Since Trump’s ‘Indo-Pacific’ speech in November 2017, Japan’s strategic vision towards the Indo-Pacific region, the ‘Free and Open Indo-Pacific Strategy’ (FOIPS), has drawn international attention.

The FOIPS is a strategic vision that primarily aims to maintain the existing international order – premised on a set of principles such as the rule of law, a free market economy, and fundamental rights – in the Indo-Pacific region.

How can Japan achieve this vision? The FOIPS is an evolutionary concept, its form constantly changing over time. Regardless, its backbone rests on the alignment strategy, which envisions “US In, China Down, ASEAN/India/Australia Up .”

In maintaining peace and stability, it is imperative for Japan to ensure America’s strategic commitment to the region. In particular, responding to China’s potential challenges to the existing international order is vital in the context of its strategic outreach to Eurasia, Africa, and Eastern Europe. If such challenges are perceived as threats, they are to be constrained, if not contained.

More on this: Japan's 'Pivot to Asia'

This, however, is not enough. Securing the vast geographical areas of the Indo-Pacific region requires cooperation with Japan’s regional partners, ASEAN, India, and Australia. ASEAN is important in shaping the regional multilateral norms and legitimacy in Southeast Asia and beyond. India and Australia as democratic states are important players in safeguarding the existing international order, covering the Indian Ocean and Southern Pacific respectively.
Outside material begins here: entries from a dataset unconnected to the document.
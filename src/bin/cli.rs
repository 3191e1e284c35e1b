use std::collections::HashSet;
use std::fs;
use std::path::{Path, PathBuf};

use anyhow::Context;
use chrono::Utc;
use clap::{Parser, Subcommand};
use sqlx::sqlite::SqlitePoolOptions;
use sqlx::{Row, SqlitePool};
use uuid::Uuid;

use timekeeper::jwt::JwtConfig;

#[derive(Parser, Debug)]
#[command(author, version, about = "timekeeper admin tool", long_about = None)]
struct Cli {
    #[command(subcommand)]
    command: Commands,
}

#[derive(Subcommand, Debug)]
enum Commands {
    /// Create a new empty migration with the provided name
    MakeMigration { name: String },
    /// Apply pending migrations
    MigrateRun,
    /// Show migration status against the current database
    MigrateStatus,
    /// Roll back the last applied migration
    MigrateRollback,
    /// Issue a bearer token for a user (local development)
    IssueToken {
        #[arg(long)]
        user: Uuid,
        /// Active-company hint embedded in the token
        #[arg(long)]
        company_hint: Option<Uuid>,
    },
}

#[tokio::main]
async fn main() -> anyhow::Result<()> {
    if dotenvy::dotenv().is_err() {
        let crate_env = Path::new(env!("CARGO_MANIFEST_DIR")).join(".env");
        let _ = dotenvy::from_path(crate_env);
    }

    let cli = Cli::parse();

    match cli.command {
        Commands::MakeMigration { name } => {
            let (up, down) = make_migration_files(&name)?;
            println!("Created migration: {}", up.display());
            println!("Created migration: {}", down.display());
        }
        Commands::MigrateRun => {
            let pool = get_pool().await?;
            let migrator = get_migrator().await?;
            migrator.run(&pool).await?;
            println!("Migrations applied");
        }
        Commands::MigrateStatus => {
            let pool = get_pool().await?;
            let migrator = get_migrator().await?;
            print_status(&pool, &migrator).await?;
        }
        Commands::MigrateRollback => {
            let pool = get_pool().await?;
            let migrator = get_migrator().await?;
            let latest = migrator
                .iter()
                .map(|migration| migration.version)
                .max()
                .context("no migrations found")?;
            // undo() rolls back everything newer than the target version
            let target = migrator
                .iter()
                .map(|migration| migration.version)
                .filter(|version| *version < latest)
                .max()
                .unwrap_or(0);
            migrator
                .undo(&pool, target)
                .await
                .context("no migrations were rolled back")?;
            println!("Rolled back migration {}", latest);
        }
        Commands::IssueToken { user, company_hint } => {
            let jwt = JwtConfig::from_env()?;
            println!("{}", jwt.encode_with_hint(user, company_hint)?);
        }
    }

    Ok(())
}

/// Reversible migrations come in `.up.sql` / `.down.sql` pairs.
fn make_migration_files(name: &str) -> anyhow::Result<(PathBuf, PathBuf)> {
    let timestamp = Utc::now().format("%Y%m%d%H%M%S");
    let stem = format!("{}_{}", timestamp, sanitize_name(name));
    let up = Path::new("migrations").join(format!("{stem}.up.sql"));
    let down = Path::new("migrations").join(format!("{stem}.down.sql"));

    if up.exists() || down.exists() {
        anyhow::bail!("migration already exists: {}", up.display());
    }

    fs::write(&up, "-- Write your migration SQL here\n")
        .with_context(|| format!("failed to create migration at {}", up.display()))?;
    fs::write(&down, "-- Revert the matching up migration here\n")
        .with_context(|| format!("failed to create migration at {}", down.display()))?;

    Ok((up, down))
}

async fn get_pool() -> anyhow::Result<SqlitePool> {
    let database_url = std::env::var("DATABASE_URL").context("DATABASE_URL not set")?;
    SqlitePoolOptions::new()
        .max_connections(5)
        .connect(&database_url)
        .await
        .context("failed to connect to database")
}

async fn print_status(pool: &SqlitePool, migrator: &sqlx::migrate::Migrator) -> anyhow::Result<()> {
    // nothing is applied before sqlx creates its bookkeeping table
    let tracked = sqlx::query("SELECT name FROM sqlite_master WHERE type = 'table' AND name = '_sqlx_migrations'")
        .fetch_optional(pool)
        .await?;
    let applied_versions: HashSet<i64> = if tracked.is_some() {
        let rows = sqlx::query("SELECT version FROM _sqlx_migrations WHERE success = 1")
            .fetch_all(pool)
            .await?;
        rows.iter().filter_map(|row| row.try_get::<i64, _>("version").ok()).collect()
    } else {
        HashSet::new()
    };

    println!("{:<8} {:<20} {}", "Status", "Version", "Name");
    for migration in migrator.iter().filter(|m| m.migration_type.is_up_migration()) {
        let status = if applied_versions.contains(&migration.version) { "applied" } else { "pending" };
        let desc = migration.description.trim();
        let name = if desc.is_empty() { "unknown" } else { desc };
        println!("{:<8} {:<20} {}", status, migration.version, name);
    }

    Ok(())
}

fn sanitize_name(name: &str) -> String {
    name.chars()
        .map(|c| match c {
            'a'..='z' | '0'..='9' | '_' => c,
            'A'..='Z' => c.to_ascii_lowercase(),
            _ => '_',
        })
        .collect()
}

async fn get_migrator() -> anyhow::Result<sqlx::migrate::Migrator> {
    // containers often run from a different CWD; fall back to the crate-local folder
    let local = Path::new("./migrations");
    let migrator_path = if local.exists() {
        local.to_path_buf()
    } else {
        Path::new(env!("CARGO_MANIFEST_DIR")).join("migrations")
    };

    let display = migrator_path.display().to_string();
    sqlx::migrate::Migrator::new(migrator_path)
        .await
        .with_context(|| format!("failed to load migrations from {}", display))
}
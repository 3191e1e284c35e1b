use axum::http::StatusCode;
use axum::response::{IntoResponse, Response};
use axum::Json;
use serde::Serialize;

use crate::workflow::{GuardViolation, TransitionError};

pub type AppResult<T> = Result<T, AppError>;

/// Message returned for every authorization denial. The failed role/scope
/// combination only goes to the logs.
pub const NOT_PERMITTED: &str = "not permitted";

#[derive(thiserror::Error, Debug)]
pub enum AppError {
    #[error("unauthorized: {0}")]
    Unauthorized(String),
    #[error("forbidden: not permitted")]
    Forbidden,
    #[error("invalid transition: {0}")]
    InvalidTransition(GuardViolation),
    #[error("invalid reference: {0}")]
    InvalidReference(String),
    #[error("not found: {0}")]
    NotFound(String),
    #[error("conflict: {0}")]
    Conflict(String),
    #[error("bad request: {0}")]
    BadRequest(String),
    #[error("configuration error: {0}")]
    Configuration(String),
    #[error("token error: {0}")]
    Token(String),
    #[error("database error")]
    Database(#[from] sqlx::Error),
    #[error("internal server error: {0}")]
    Internal(String),
}

impl AppError {
    pub fn unauthorized(message: impl Into<String>) -> Self {
        Self::Unauthorized(message.into())
    }

    pub fn forbidden() -> Self {
        Self::Forbidden
    }

    pub fn invalid_reference(message: impl Into<String>) -> Self {
        Self::InvalidReference(message.into())
    }

    pub fn not_found(message: impl Into<String>) -> Self {
        Self::NotFound(message.into())
    }

    pub fn conflict(message: impl Into<String>) -> Self {
        Self::Conflict(message.into())
    }

    pub fn bad_request(message: impl Into<String>) -> Self {
        Self::BadRequest(message.into())
    }

    pub fn configuration(message: impl Into<String>) -> Self {
        Self::Configuration(message.into())
    }

    pub fn token(err: impl Into<String>) -> Self {
        Self::Token(err.into())
    }

    pub fn internal(message: impl Into<String>) -> Self {
        Self::Internal(message.into())
    }
}

impl From<TransitionError> for AppError {
    fn from(value: TransitionError) -> Self {
        match value {
            TransitionError::Denied => AppError::Forbidden,
            TransitionError::Guard(violation) => AppError::InvalidTransition(violation),
        }
    }
}

#[derive(Serialize)]
struct ErrorResponse {
    error: String,
    message: String,
}

impl IntoResponse for AppError {
    fn into_response(self) -> Response {
        let status = match self {
            AppError::Unauthorized(_) => StatusCode::UNAUTHORIZED,
            AppError::Forbidden => StatusCode::FORBIDDEN,
            AppError::InvalidTransition(_) => StatusCode::UNPROCESSABLE_ENTITY,
            AppError::InvalidReference(_) => StatusCode::UNPROCESSABLE_ENTITY,
            AppError::NotFound(_) => StatusCode::NOT_FOUND,
            AppError::Conflict(_) => StatusCode::CONFLICT,
            AppError::BadRequest(_) => StatusCode::BAD_REQUEST,
            AppError::Configuration(_) => StatusCode::INTERNAL_SERVER_ERROR,
            AppError::Token(_) => StatusCode::UNAUTHORIZED,
            AppError::Database(_) => StatusCode::INTERNAL_SERVER_ERROR,
            AppError::Internal(_) => StatusCode::INTERNAL_SERVER_ERROR,
        };

        let (error, message) = match &self {
            AppError::Unauthorized(_) => ("unauthorized", self.to_string()),
            AppError::Forbidden => ("forbidden", NOT_PERMITTED.to_string()),
            // validation failures name the violated precondition verbatim
            AppError::InvalidTransition(violation) => ("invalid_transition", violation.to_string()),
            AppError::InvalidReference(_) => ("invalid_reference", self.to_string()),
            AppError::NotFound(_) => ("not_found", self.to_string()),
            AppError::Conflict(_) => ("conflict", self.to_string()),
            AppError::BadRequest(_) => ("bad_request", self.to_string()),
            AppError::Configuration(_) => ("configuration", self.to_string()),
            AppError::Token(_) => ("token", self.to_string()),
            AppError::Database(err) => {
                tracing::error!(error = %err, "database error");
                ("database", self.to_string())
            }
            AppError::Internal(_) => ("internal", self.to_string()),
        };

        let payload = ErrorResponse {
            error: error.to_string(),
            message,
        };

        (status, Json(payload)).into_response()
    }
}

impl From<anyhow::Error> for AppError {
    fn from(value: anyhow::Error) -> Self {
        Self::Internal(value.to_string())
    }
}
use std::collections::HashMap;
use std::sync::Mutex;

use async_trait::async_trait;
use chrono::Utc;
use uuid::Uuid;

use crate::authz::ActiveContext;
use crate::errors::{AppError, AppResult};
use crate::models::org::{Company, CompanyStatus, Department, OrgTree, Profile, Project, Tenant};
use crate::models::policy::ApprovalPolicy;
use crate::models::role::{HierarchyRole, MemberRole, ProjectMembership, RoleAssignment, ScopeType};

use super::OrgStore;

/// Test double holding one tenant's rows in memory.
#[derive(Debug, Default)]
pub struct MemoryStore {
    pub tenants: Vec<Tenant>,
    pub org: OrgTree,
    pub assignments: Vec<RoleAssignment>,
    pub memberships: Vec<ProjectMembership>,
    pub profiles: Mutex<HashMap<Uuid, Profile>>,
    pub policies: Mutex<HashMap<Uuid, ApprovalPolicy>>,
}

impl MemoryStore {
    pub fn with_tenant(owner: Uuid) -> (Self, Uuid) {
        let tenant = Tenant {
            id: Uuid::new_v4(),
            name: "Tenant".into(),
            owner_user_id: owner,
            created_at: Utc::now(),
        };
        let id = tenant.id;
        let store = Self {
            tenants: vec![tenant],
            ..Default::default()
        };
        store.add_profile(id, owner);
        (store, id)
    }

    pub fn add_profile(&self, tenant_id: Uuid, user_id: Uuid) {
        let now = Utc::now();
        if let Ok(mut profiles) = self.profiles.lock() {
            profiles.insert(
                user_id,
                Profile {
                    id: user_id,
                    tenant_id: Some(tenant_id),
                    name: "Someone".into(),
                    email: format!("{user_id}@example.test"),
                    active_company_id: None,
                    active_department_id: None,
                    active_project_id: None,
                    created_at: now,
                    updated_at: now,
                },
            );
        }
    }

    pub fn add_company(&mut self, tenant_id: Uuid, name: &str) -> Uuid {
        let id = Uuid::new_v4();
        self.org.companies.push(Company {
            id,
            tenant_id,
            name: name.into(),
            status: CompanyStatus::Active,
            created_at: Utc::now(),
        });
        id
    }

    pub fn add_department(&mut self, tenant_id: Uuid, company_id: Uuid, name: &str) -> Uuid {
        let id = Uuid::new_v4();
        self.org.departments.push(Department {
            id,
            tenant_id,
            company_id,
            parent_id: None,
            name: name.into(),
            created_at: Utc::now(),
        });
        id
    }

    pub fn add_project(&mut self, tenant_id: Uuid, company_id: Uuid, department_id: Option<Uuid>, name: &str) -> Uuid {
        let id = Uuid::new_v4();
        self.org.projects.push(Project {
            id,
            tenant_id,
            company_id,
            department_id,
            name: name.into(),
            created_at: Utc::now(),
        });
        id
    }

    pub fn assign(&mut self, tenant_id: Uuid, user_id: Uuid, role: HierarchyRole, scope_type: ScopeType, scope_id: Uuid) -> Uuid {
        let now = Utc::now();
        let id = Uuid::new_v4();
        self.assignments.push(RoleAssignment {
            id,
            tenant_id,
            user_id,
            role,
            scope_type,
            scope_id,
            created_at: now,
            updated_at: now,
        });
        id
    }

    pub fn add_member(&mut self, project_id: Uuid, user_id: Uuid, role: MemberRole) {
        let now = Utc::now();
        self.memberships.push(ProjectMembership {
            id: Uuid::new_v4(),
            project_id,
            user_id,
            role,
            created_at: now,
            updated_at: now,
        });
    }

    pub fn stored_profile(&self, user_id: Uuid) -> Option<Profile> {
        self.profiles.lock().ok()?.get(&user_id).cloned()
    }
}

fn poisoned() -> AppError {
    AppError::internal("memory store lock poisoned")
}

#[async_trait]
impl OrgStore for MemoryStore {
    async fn tenant_for_user(&self, user_id: Uuid) -> AppResult<Option<Tenant>> {
        let tenant_id = self
            .profiles
            .lock()
            .map_err(|_| poisoned())?
            .get(&user_id)
            .and_then(|p| p.tenant_id);
        Ok(self
            .tenants
            .iter()
            .find(|t| t.owner_user_id == user_id || Some(t.id) == tenant_id)
            .cloned())
    }

    async fn org_tree(&self, _tenant_id: Uuid) -> AppResult<OrgTree> {
        Ok(self.org.clone())
    }

    async fn role_assignments(&self, tenant_id: Uuid, user_id: Uuid) -> AppResult<Vec<RoleAssignment>> {
        Ok(self
            .assignments
            .iter()
            .filter(|a| a.tenant_id == tenant_id && a.user_id == user_id)
            .cloned()
            .collect())
    }

    async fn project_memberships(&self, user_id: Uuid) -> AppResult<Vec<ProjectMembership>> {
        Ok(self.memberships.iter().filter(|m| m.user_id == user_id).cloned().collect())
    }

    async fn profile(&self, user_id: Uuid) -> AppResult<Option<Profile>> {
        Ok(self.profiles.lock().map_err(|_| poisoned())?.get(&user_id).cloned())
    }

    async fn save_active_context(&self, user_id: Uuid, context: &ActiveContext) -> AppResult<()> {
        let mut profiles = self.profiles.lock().map_err(|_| poisoned())?;
        let profile = profiles
            .get_mut(&user_id)
            .ok_or_else(|| AppError::not_found("profile not found"))?;
        profile.active_company_id = context.company_id;
        profile.active_department_id = context.department_id;
        profile.active_project_id = context.project_id;
        Ok(())
    }

    async fn approval_policy(&self, tenant_id: Uuid) -> AppResult<ApprovalPolicy> {
        let mut policies = self.policies.lock().map_err(|_| poisoned())?;
        Ok(policies
            .entry(tenant_id)
            .or_insert_with(|| ApprovalPolicy::default_for(tenant_id, Utc::now()))
            .clone())
    }

    async fn save_approval_policy(&self, policy: &ApprovalPolicy) -> AppResult<ApprovalPolicy> {
        let mut policies = self.policies.lock().map_err(|_| poisoned())?;
        policies.insert(policy.tenant_id, policy.clone());
        Ok(policy.clone())
    }
}
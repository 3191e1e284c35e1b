use axum::extract::State;
use axum::Json;
use serde::Serialize;
use utoipa::ToSchema;

use crate::app::AppState;
use crate::errors::AppResult;
use sqlx::query_scalar;

#[derive(Debug, Serialize, ToSchema)]
pub struct HealthResponse {
    pub status: &'static str,
    pub db_ok: bool,
    pub db_error: Option<String>,
}

#[utoipa::path(
    get,
    path = "/api/health",
    tag = "Health",
    responses((status = 200, description = "Service and database status", body = HealthResponse))
)]
pub async fn health(State(state): State<AppState>) -> AppResult<Json<HealthResponse>> {
    let db_check = query_scalar::<_, i64>("SELECT 1").fetch_one(&state.pool).await;

    match db_check {
        Ok(_) => Ok(Json(HealthResponse { status: "ok", db_ok: true, db_error: None })),
        Err(e) => {
            tracing::warn!(error = %e, "health check query failed");
            Ok(Json(HealthResponse { status: "degraded", db_ok: false, db_error: Some(e.to_string()) }))
        }
    }
}
use timekeeper::{app, db, docs};

#[tokio::main]
async fn main() -> anyhow::Result<()> {
    load_env();
    init_tracing();

    let pool = db::init().await?;
    let app = app::create_app(pool).await?;

    let port = std::env::var("APP_PORT")
        .ok()
        .and_then(|value| value.parse::<u16>().ok())
        .unwrap_or(8000);

    let openapi = docs::build_openapi(port)?;
    let app = app.merge(docs::swagger_routes(openapi)?);

    let addr = std::net::SocketAddr::from(([0, 0, 0, 0], port));
    tracing::info!("listening on {}", addr);

    let listener = tokio::net::TcpListener::bind(addr).await?;
    axum::serve(listener, app.into_make_service()).await?;

    Ok(())
}

fn load_env() {
    if dotenvy::dotenv().is_ok() {
        return;
    }

    let crate_env = std::path::Path::new(env!("CARGO_MANIFEST_DIR")).join(".env");
    let _ = dotenvy::from_path(crate_env);
}

fn init_tracing() {
    use tracing_subscriber::layer::SubscriberExt;
    use tracing_subscriber::util::SubscriberInitExt;

    let fmt_layer = tracing_subscriber::fmt::layer()
        .with_target(false)
        .with_thread_ids(false)
        .with_thread_names(false);

    let filter_layer = tracing_subscriber::EnvFilter::try_from_default_env()
        .unwrap_or_else(|_| tracing_subscriber::EnvFilter::new("info"));

    tracing_subscriber::registry()
        .with(filter_layer)
        .with(fmt_layer)
        .init();
}
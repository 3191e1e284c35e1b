use chrono::{DateTime, Utc};

pub fn utc_now() -> DateTime<Utc> {
    Utc::now()
}
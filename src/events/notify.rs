//! Notification boundary.
//!
//! Delivery (email, chat) lives outside this service. The listener turns
//! time-entry workflow events into [`Notification`]s and hands them to a
//! [`Notifier`]; a failed delivery is logged and never touches the entry.

use std::sync::Arc;

use async_trait::async_trait;
use serde_json::Value;
use tokio::sync::broadcast;
use uuid::Uuid;

#[derive(Debug, Clone, PartialEq, Eq)]
pub enum Notification {
    /// An entry is waiting for a decision
    ApprovalRequested { entry_id: Uuid, submitter_id: Uuid },
    /// The entry owner is told about the outcome
    Decided { entry_id: Uuid, owner_id: Uuid, approved: bool },
}

impl Notification {
    /// Maps a bus event to a notification, if it warrants one.
    pub fn from_event(event: &Value) -> Option<Self> {
        let name = event.get("name")?.as_str()?;
        let entry = event.get("payload")?.get("new")?;
        let entry_id = entry.get("id")?.as_str().and_then(|s| Uuid::parse_str(s).ok())?;
        let owner_id = entry.get("user_id")?.as_str().and_then(|s| Uuid::parse_str(s).ok())?;
        let status = entry.get("status").and_then(|s| s.as_str());

        match name {
            // auto-approved submissions carry status "approved" and need no approver
            "time_entry.submitted" if status == Some("submitted") => Some(Notification::ApprovalRequested {
                entry_id,
                submitter_id: owner_id,
            }),
            "time_entry.submitted" | "time_entry.approved" if status == Some("approved") => {
                Some(Notification::Decided { entry_id, owner_id, approved: true })
            }
            "time_entry.rejected" => Some(Notification::Decided { entry_id, owner_id, approved: false }),
            _ => None,
        }
    }
}

#[async_trait]
pub trait Notifier: Send + Sync {
    async fn notify(&self, notification: &Notification) -> anyhow::Result<()>;
}

/// Default notifier: records the dispatch in the service log.
#[derive(Debug, Clone, Default)]
pub struct LogNotifier;

#[async_trait]
impl Notifier for LogNotifier {
    async fn notify(&self, notification: &Notification) -> anyhow::Result<()> {
        tracing::info!(?notification, "notification dispatched");
        Ok(())
    }
}

pub async fn start_notification_listener(mut rx: broadcast::Receiver<Value>, notifier: Arc<dyn Notifier>) {
    loop {
        let event = match rx.recv().await {
            Ok(event) => event,
            Err(broadcast::error::RecvError::Lagged(skipped)) => {
                tracing::warn!(skipped, "notification listener lagged");
                continue;
            }
            Err(broadcast::error::RecvError::Closed) => break,
        };

        let Some(notification) = Notification::from_event(&event) else {
            continue;
        };

        if let Err(err) = notifier.notify(&notification).await {
            tracing::warn!(?notification, error = %err, "notification delivery failed");
        }
    }
}
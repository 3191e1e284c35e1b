use uuid::Uuid;

use crate::errors::{AppError, AppResult};
use crate::models::org::{OrgTree, Tenant};
use crate::models::role::{HierarchyRole, MemberRole, ProjectMembership, RoleAssignment, ScopeType};
use crate::store::OrgStore;

use super::record::PermissionRecord;

/// Everything loaded while resolving a user, so callers can reuse the org
/// tree instead of reading it twice.
#[derive(Debug, Clone)]
pub struct Resolution {
    pub record: PermissionRecord,
    pub tenant: Option<Tenant>,
    pub org: OrgTree,
}

impl Resolution {
    pub fn tenant_id(&self) -> AppResult<Uuid> {
        self.tenant.as_ref().map(|t| t.id).ok_or_else(AppError::forbidden)
    }
}

/// Builds the effective-capability record from raw rows.
///
/// Evaluation order:
/// 1. no tenant -> empty record
/// 2. tenant owner -> every entity of the tenant
/// 3. role assignments and project memberships, dropping rows that point
///    outside the tenant's org tree
pub fn build_record(
    user_id: Uuid,
    tenant: Option<&Tenant>,
    org: &OrgTree,
    assignments: &[RoleAssignment],
    memberships: &[ProjectMembership],
) -> PermissionRecord {
    let Some(tenant) = tenant else {
        return PermissionRecord::empty(user_id, None);
    };

    let mut record = PermissionRecord::empty(user_id, Some(tenant.id));

    if tenant.is_owned_by(user_id) {
        record.is_owner = true;
        record.is_ceo = true;
        record.is_department_head = true;
        record.is_project_leader = true;
        record.can_manage_any = true;
        record.managed_company_ids = org.companies.iter().map(|c| c.id).collect();
        record.accessible_company_ids = record.managed_company_ids.clone();
        record.managed_department_ids = org.departments.iter().map(|d| d.id).collect();
        record.managed_project_ids = org.projects.iter().map(|p| p.id).collect();
        record.all_member_project_ids = record.managed_project_ids.clone();
        return record;
    }

    for assignment in assignments {
        if assignment.tenant_id != tenant.id || assignment.user_id != user_id {
            continue;
        }

        match (assignment.role, assignment.scope_type) {
            (HierarchyRole::Ceo, ScopeType::Company) if org.company(assignment.scope_id).is_some() => {
                record.managed_company_ids.insert(assignment.scope_id);
                record.accessible_company_ids.insert(assignment.scope_id);
            }
            (HierarchyRole::DepartmentHead, ScopeType::Department) if org.department(assignment.scope_id).is_some() => {
                record.managed_department_ids.insert(assignment.scope_id);
            }
            (HierarchyRole::User, ScopeType::Company) if org.company(assignment.scope_id).is_some() => {
                record.accessible_company_ids.insert(assignment.scope_id);
            }
            (role, scope_type) => {
                tracing::warn!(
                    user_id = %user_id,
                    assignment_id = %assignment.id,
                    role = %role,
                    scope_type = scope_type.as_str(),
                    scope_id = %assignment.scope_id,
                    "ignoring role assignment that does not match the org tree"
                );
            }
        }
    }

    for membership in memberships {
        if membership.user_id != user_id {
            continue;
        }
        if org.project(membership.project_id).is_none() {
            tracing::warn!(
                user_id = %user_id,
                project_id = %membership.project_id,
                "ignoring membership of a project outside the tenant"
            );
            continue;
        }

        record.all_member_project_ids.insert(membership.project_id);
        if membership.role == MemberRole::ProjectLeader {
            record.managed_project_ids.insert(membership.project_id);
        }
    }

    record.is_ceo = !record.managed_company_ids.is_empty();
    record.is_department_head = !record.managed_department_ids.is_empty();
    record.is_project_leader = !record.managed_project_ids.is_empty();
    record.can_manage_any = record.is_ceo || record.is_department_head || record.is_project_leader;
    record
}

/// Loads the user's rows from the store and builds their record.
pub async fn resolve(store: &dyn OrgStore, user_id: Uuid) -> AppResult<Resolution> {
    let Some(tenant) = store.tenant_for_user(user_id).await? else {
        tracing::debug!(user_id = %user_id, "user has no tenant");
        return Ok(Resolution {
            record: PermissionRecord::empty(user_id, None),
            tenant: None,
            org: OrgTree::default(),
        });
    };

    let org = store.org_tree(tenant.id).await?;

    let (assignments, memberships) = if tenant.is_owned_by(user_id) {
        (Vec::new(), Vec::new())
    } else {
        (
            store.role_assignments(tenant.id, user_id).await?,
            store.project_memberships(user_id).await?,
        )
    };

    let record = build_record(user_id, Some(&tenant), &org, &assignments, &memberships);
    tracing::debug!(
        user_id = %user_id,
        tenant_id = %tenant.id,
        is_owner = record.is_owner,
        can_manage_any = record.can_manage_any,
        "permissions resolved"
    );

    Ok(Resolution {
        record,
        tenant: Some(tenant),
        org,
    })
}

/// Resolves the caller's record. A missing identity is the only failure.
pub async fn resolve_permissions(store: &dyn OrgStore, user_id: Option<Uuid>) -> AppResult<PermissionRecord> {
    let user_id = user_id.ok_or_else(|| AppError::unauthorized("no user identity"))?;
    Ok(resolve(store, user_id).await?.record)
}
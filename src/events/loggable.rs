use serde::{Deserialize, Serialize};
use uuid::Uuid;

/// Severity levels for activity logs; drives retention.
#[derive(Debug, Clone, Copy, Default, PartialEq, Eq, Serialize, Deserialize)]
#[serde(rename_all = "lowercase")]
pub enum Severity {
    /// Role, membership and policy changes, approval decisions. Never trimmed.
    Critical,
    #[default]
    Important,
    /// Draft edits and context switches. Aggressively trimmed.
    Noise,
}

impl Severity {
    pub fn as_str(&self) -> &'static str {
        match self {
            Severity::Critical => "critical",
            Severity::Important => "important",
            Severity::Noise => "noise",
        }
    }
}

/// Entities that can be published on the event bus.
pub trait Loggable: Serialize + Send + Sync {
    /// Prefix of the event name, e.g. "time_entry" in "time_entry.submitted"
    fn entity_type() -> &'static str;

    fn subject_id(&self) -> Uuid;

    fn severity(&self) -> Severity {
        Severity::Important
    }

    fn severity_for_action(&self, action: &str) -> Severity {
        match action {
            "deleted" | "revoked" | "removed" => Severity::Critical,
            _ => self.severity(),
        }
    }
}
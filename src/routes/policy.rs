use axum::{extract::State, http::HeaderMap, routing::get, Json, Router};

use crate::app::AppState;
use crate::errors::{AppError, AppResult};
use crate::events::{log_activity_with_context, RequestContext};
use crate::jwt::AuthUser;
use crate::models::policy::{normalize_matrix, ApprovalPolicy, PolicyUpdateRequest};
use crate::utils::utc_now;

use super::resolve_caller;

pub fn routes() -> Router<AppState> {
    Router::new().route("/approval-policy", get(get_policy).put(update_policy))
}

/// The tenant's approval policy (created disabled on first read)
#[utoipa::path(
    get,
    path = "/approval-policy",
    tag = "Approval policy",
    responses((status = 200, description = "Current policy", body = ApprovalPolicy)),
    security(("bearerAuth" = []))
)]
pub async fn get_policy(State(state): State<AppState>, auth: AuthUser) -> AppResult<Json<ApprovalPolicy>> {
    let resolution = resolve_caller(&state, &auth).await?;
    let policy = state.store.approval_policy(resolution.tenant_id()?).await?;
    Ok(Json(policy))
}

/// Replace the approval matrix and enabled flag (tenant owner only)
#[utoipa::path(
    put,
    path = "/approval-policy",
    tag = "Approval policy",
    request_body = PolicyUpdateRequest,
    responses(
        (status = 200, description = "Updated policy", body = ApprovalPolicy),
        (status = 403, description = "Not permitted"),
    ),
    security(("bearerAuth" = []))
)]
pub async fn update_policy(
    State(state): State<AppState>,
    auth: AuthUser,
    headers: HeaderMap,
    Json(req): Json<PolicyUpdateRequest>,
) -> AppResult<Json<ApprovalPolicy>> {
    let resolution = resolve_caller(&state, &auth).await?;
    let tenant_id = resolution.tenant_id()?;
    if !resolution.record.is_owner {
        tracing::warn!(user_id = %auth.user_id, "approval policy update denied");
        return Err(AppError::forbidden());
    }

    let previous = state.store.approval_policy(tenant_id).await?;
    let next = ApprovalPolicy {
        rules: normalize_matrix(req.rules),
        enabled: req.enabled,
        updated_by: Some(auth.user_id),
        updated_at: utc_now(),
        ..previous.clone()
    };
    let saved = state.store.save_approval_policy(&next).await?;

    tracing::info!(tenant_id = %tenant_id, enabled = saved.enabled, "approval policy updated");
    log_activity_with_context(
        &state.event_bus,
        "updated",
        Some(auth.user_id),
        &saved,
        Some(&previous),
        Some(RequestContext::from_headers(&headers)),
    );

    Ok(Json(saved))
}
ASEAN, India, and Australia are each limited in their regional capacity, but by coordinating their policies, they can achieve their goals.

Of course, Japan’s FOIPS framework was not created overnight. The origin of the vision dates back to Prime Minister Shinzo Abe’s opening speech at the Sixth Tokyo International Conference on African Development in August 2016. The speech emphasised the importance of economic development, including the need for quality infrastructure between Asia and Africa as well as sea lines of communication between “the seas of Asia and the Indian Ocean.”

Abe’s personal commitment to the Indo-Pacific region can be seen through a number of his addresses over the last 10 years, highlighting that the strategy was born mainly out of Japan’s reaction to the emergence of potential obstacles put forward by China to existing international rules and norms.

One such concern was the increasing visibility of China’s Belt and Road Initiative, which has pushed infrastructure development throughout the region since Xi Jinping’s two speeches in Kazakhstan and Indonesia in 2013. Japan’s other worry lay in China’s refusal to abide by the South China Sea Tribunal Award promulgated in July 2016.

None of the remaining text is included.